(What to do): Find every line of the data below that has "PubTopic" in it. Reply with the number only.

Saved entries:
****************************************

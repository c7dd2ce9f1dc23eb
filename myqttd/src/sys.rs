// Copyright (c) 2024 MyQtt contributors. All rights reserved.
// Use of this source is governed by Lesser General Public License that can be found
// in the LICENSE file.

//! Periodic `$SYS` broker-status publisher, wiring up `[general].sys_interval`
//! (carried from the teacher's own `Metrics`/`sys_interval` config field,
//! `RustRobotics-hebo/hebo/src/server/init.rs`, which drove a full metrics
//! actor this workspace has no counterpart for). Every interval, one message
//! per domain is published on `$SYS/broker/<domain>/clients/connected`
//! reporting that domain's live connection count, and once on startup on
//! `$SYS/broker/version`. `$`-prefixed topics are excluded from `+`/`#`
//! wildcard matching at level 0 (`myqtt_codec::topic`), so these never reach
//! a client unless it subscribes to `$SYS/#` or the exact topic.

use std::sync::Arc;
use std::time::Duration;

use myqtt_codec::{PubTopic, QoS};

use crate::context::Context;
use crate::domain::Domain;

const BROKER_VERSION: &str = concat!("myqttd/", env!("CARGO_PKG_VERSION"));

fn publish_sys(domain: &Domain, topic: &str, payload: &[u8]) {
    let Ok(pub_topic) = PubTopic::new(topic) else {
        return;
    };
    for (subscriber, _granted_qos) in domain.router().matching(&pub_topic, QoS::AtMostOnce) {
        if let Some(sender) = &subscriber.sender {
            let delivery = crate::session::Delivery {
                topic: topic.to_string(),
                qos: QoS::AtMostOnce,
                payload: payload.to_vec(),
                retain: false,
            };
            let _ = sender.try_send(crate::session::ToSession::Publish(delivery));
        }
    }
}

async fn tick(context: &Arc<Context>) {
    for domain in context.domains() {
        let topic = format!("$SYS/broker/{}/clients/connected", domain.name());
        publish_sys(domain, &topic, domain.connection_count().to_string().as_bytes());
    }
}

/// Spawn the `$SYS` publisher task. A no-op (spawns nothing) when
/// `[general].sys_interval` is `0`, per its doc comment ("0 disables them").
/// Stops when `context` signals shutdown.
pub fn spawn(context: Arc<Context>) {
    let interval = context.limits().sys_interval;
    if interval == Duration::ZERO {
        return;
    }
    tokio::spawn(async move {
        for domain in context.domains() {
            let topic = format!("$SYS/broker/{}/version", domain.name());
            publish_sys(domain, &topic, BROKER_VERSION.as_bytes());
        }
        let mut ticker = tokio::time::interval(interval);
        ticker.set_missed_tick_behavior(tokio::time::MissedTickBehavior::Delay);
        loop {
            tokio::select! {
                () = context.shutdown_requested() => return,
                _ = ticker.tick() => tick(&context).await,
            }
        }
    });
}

****************************************

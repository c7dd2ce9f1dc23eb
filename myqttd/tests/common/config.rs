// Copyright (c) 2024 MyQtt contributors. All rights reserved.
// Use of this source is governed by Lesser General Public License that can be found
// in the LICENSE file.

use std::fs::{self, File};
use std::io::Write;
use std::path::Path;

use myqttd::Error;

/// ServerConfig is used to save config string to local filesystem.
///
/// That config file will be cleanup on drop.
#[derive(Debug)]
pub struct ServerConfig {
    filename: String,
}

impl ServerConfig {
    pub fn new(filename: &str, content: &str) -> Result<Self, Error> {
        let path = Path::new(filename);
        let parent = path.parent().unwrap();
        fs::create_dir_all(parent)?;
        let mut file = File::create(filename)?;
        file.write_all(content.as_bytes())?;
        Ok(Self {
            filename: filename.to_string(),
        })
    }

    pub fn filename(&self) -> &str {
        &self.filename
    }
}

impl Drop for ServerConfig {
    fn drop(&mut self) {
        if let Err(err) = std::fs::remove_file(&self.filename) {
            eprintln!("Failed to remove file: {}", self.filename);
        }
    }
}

****************************************

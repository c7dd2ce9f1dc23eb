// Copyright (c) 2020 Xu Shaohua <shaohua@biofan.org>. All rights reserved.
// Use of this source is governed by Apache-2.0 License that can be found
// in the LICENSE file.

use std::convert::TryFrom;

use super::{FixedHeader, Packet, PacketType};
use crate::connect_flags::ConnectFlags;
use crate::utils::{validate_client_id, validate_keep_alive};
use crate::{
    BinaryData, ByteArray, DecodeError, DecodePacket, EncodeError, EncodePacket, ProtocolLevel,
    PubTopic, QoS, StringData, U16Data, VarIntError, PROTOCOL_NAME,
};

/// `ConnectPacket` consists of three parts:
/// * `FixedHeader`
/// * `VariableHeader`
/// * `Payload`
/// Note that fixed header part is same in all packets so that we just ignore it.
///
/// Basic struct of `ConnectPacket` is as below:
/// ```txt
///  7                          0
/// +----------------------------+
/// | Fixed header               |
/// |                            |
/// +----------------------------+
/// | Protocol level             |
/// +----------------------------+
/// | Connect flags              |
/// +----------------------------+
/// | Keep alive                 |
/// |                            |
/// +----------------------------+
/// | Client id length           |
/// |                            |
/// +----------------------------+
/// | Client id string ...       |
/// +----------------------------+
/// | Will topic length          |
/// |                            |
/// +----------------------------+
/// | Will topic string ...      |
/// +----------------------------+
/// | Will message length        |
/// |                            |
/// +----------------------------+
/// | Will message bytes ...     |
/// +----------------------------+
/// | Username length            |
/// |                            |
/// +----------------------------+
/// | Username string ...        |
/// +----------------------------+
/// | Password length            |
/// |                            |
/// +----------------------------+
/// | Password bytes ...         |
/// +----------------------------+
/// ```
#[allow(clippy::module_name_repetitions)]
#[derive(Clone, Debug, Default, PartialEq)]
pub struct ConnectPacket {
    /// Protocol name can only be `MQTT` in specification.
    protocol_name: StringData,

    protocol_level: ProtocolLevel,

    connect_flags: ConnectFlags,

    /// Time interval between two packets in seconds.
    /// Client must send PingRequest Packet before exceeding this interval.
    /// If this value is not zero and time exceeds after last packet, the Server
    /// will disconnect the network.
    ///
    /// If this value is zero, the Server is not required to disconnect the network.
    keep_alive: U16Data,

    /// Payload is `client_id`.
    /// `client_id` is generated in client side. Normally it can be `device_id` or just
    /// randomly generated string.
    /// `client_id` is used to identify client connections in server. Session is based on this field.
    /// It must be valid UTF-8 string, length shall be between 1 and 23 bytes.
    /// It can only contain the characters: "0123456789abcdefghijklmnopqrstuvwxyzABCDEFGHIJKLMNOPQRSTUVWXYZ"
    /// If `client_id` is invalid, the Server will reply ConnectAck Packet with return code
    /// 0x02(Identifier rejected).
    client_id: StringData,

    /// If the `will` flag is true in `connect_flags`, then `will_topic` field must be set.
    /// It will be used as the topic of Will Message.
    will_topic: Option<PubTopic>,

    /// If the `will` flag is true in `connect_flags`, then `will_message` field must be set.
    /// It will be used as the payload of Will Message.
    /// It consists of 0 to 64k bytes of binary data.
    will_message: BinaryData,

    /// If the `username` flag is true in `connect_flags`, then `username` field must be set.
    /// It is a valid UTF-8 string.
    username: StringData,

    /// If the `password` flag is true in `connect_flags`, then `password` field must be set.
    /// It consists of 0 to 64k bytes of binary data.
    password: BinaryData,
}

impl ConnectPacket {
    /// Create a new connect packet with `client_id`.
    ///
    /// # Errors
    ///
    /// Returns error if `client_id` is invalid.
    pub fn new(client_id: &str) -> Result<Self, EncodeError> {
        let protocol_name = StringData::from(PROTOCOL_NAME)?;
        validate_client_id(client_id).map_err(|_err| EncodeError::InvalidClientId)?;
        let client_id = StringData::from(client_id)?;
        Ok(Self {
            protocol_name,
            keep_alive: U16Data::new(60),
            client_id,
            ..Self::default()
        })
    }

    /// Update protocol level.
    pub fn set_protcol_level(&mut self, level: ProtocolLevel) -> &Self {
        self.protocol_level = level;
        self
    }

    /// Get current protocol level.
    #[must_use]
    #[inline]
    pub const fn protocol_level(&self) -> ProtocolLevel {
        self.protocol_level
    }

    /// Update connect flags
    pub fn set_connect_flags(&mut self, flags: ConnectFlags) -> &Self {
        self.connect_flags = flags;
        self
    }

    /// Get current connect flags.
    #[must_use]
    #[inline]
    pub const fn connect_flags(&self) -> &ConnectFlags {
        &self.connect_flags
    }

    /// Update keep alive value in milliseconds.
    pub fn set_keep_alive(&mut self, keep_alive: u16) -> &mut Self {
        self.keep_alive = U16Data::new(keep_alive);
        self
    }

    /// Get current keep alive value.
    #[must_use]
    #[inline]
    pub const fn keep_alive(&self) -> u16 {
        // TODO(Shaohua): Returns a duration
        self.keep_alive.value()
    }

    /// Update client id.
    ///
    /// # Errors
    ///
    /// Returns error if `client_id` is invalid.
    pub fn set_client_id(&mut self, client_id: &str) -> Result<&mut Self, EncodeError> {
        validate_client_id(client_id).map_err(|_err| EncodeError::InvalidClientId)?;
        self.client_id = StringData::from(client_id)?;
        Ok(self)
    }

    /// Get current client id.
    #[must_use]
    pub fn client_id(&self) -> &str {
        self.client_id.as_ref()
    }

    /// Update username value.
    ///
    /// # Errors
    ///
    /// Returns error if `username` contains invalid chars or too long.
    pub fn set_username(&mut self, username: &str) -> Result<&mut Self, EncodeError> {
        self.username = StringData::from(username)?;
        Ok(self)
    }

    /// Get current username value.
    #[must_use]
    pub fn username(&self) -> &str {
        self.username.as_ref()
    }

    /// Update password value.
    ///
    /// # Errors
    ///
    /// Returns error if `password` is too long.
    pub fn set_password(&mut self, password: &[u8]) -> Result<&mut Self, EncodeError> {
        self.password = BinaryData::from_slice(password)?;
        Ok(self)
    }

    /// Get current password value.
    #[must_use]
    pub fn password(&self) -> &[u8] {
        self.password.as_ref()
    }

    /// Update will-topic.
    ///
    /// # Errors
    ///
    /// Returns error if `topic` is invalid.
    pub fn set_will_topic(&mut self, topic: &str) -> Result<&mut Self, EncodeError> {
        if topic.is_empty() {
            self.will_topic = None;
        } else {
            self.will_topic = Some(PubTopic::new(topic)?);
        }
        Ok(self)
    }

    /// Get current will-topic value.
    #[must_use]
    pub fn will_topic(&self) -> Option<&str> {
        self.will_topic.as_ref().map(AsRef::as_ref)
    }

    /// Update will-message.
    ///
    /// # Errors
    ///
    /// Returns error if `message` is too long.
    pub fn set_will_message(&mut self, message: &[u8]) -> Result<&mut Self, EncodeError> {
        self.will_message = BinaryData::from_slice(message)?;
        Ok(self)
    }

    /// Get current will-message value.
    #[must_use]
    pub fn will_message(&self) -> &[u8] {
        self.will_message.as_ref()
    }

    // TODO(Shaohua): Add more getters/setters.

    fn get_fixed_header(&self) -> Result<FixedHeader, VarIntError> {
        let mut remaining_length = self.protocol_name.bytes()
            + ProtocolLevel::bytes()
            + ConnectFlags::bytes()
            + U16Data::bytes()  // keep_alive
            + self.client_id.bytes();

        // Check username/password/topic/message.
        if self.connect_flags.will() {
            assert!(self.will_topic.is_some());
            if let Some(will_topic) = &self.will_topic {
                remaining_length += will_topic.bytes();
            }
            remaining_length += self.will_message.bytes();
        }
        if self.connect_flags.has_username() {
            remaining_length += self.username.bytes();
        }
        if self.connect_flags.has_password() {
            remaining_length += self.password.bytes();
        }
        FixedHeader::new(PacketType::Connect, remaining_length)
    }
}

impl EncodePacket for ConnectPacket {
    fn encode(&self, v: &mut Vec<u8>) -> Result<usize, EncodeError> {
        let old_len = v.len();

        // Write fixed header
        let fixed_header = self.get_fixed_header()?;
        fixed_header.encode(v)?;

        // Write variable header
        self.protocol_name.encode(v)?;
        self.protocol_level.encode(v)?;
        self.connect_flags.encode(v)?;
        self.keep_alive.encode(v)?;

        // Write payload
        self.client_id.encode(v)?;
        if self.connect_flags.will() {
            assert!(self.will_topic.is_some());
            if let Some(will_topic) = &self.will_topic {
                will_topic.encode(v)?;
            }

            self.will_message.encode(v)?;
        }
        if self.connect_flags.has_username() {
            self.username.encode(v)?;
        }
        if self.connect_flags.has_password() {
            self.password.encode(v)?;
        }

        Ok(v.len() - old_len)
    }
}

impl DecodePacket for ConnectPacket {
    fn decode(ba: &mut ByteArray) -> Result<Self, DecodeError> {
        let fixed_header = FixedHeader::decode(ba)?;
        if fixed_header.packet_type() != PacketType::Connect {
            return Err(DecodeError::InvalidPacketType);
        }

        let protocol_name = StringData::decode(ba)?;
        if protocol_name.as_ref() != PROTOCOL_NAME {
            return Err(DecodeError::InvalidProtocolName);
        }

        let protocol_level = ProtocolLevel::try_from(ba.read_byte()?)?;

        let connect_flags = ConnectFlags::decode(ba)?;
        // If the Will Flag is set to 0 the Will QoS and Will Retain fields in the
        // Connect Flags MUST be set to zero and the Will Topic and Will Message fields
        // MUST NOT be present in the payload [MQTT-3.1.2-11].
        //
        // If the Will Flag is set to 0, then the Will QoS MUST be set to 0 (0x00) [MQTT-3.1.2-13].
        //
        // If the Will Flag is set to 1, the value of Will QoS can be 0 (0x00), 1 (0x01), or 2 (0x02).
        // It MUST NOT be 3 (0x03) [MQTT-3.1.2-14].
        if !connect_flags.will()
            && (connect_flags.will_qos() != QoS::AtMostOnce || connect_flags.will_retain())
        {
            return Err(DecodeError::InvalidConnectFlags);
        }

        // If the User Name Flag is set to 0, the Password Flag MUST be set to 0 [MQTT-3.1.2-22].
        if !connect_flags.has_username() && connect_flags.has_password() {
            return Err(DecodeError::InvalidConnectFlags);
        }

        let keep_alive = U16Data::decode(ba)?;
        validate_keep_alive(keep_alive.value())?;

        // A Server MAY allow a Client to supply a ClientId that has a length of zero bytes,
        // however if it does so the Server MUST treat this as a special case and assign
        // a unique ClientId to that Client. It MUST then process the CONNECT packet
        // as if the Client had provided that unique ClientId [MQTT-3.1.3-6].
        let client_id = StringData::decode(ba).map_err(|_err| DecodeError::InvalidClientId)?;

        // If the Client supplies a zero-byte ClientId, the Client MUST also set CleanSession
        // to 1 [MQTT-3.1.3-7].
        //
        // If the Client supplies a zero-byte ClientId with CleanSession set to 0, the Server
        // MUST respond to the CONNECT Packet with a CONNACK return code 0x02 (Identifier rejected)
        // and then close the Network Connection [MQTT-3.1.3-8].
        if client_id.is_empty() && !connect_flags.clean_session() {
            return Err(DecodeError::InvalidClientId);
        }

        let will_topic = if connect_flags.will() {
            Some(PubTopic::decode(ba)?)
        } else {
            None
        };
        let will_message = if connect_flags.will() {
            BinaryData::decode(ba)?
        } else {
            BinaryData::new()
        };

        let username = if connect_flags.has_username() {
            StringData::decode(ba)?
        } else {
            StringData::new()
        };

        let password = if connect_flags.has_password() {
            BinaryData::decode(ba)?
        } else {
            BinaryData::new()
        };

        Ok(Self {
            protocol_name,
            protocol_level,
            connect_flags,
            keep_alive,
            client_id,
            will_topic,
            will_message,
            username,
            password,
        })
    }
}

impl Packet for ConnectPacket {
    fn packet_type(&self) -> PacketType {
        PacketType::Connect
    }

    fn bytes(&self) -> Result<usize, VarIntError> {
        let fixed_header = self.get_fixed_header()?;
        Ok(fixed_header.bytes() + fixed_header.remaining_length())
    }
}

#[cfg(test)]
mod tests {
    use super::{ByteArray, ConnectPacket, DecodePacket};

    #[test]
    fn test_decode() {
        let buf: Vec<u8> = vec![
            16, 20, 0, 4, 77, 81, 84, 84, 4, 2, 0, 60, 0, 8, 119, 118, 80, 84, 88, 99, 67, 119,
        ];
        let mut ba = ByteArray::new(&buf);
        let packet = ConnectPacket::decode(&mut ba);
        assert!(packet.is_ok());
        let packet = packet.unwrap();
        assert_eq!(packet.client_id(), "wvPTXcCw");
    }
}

****************************************

(Response to the exercise): 6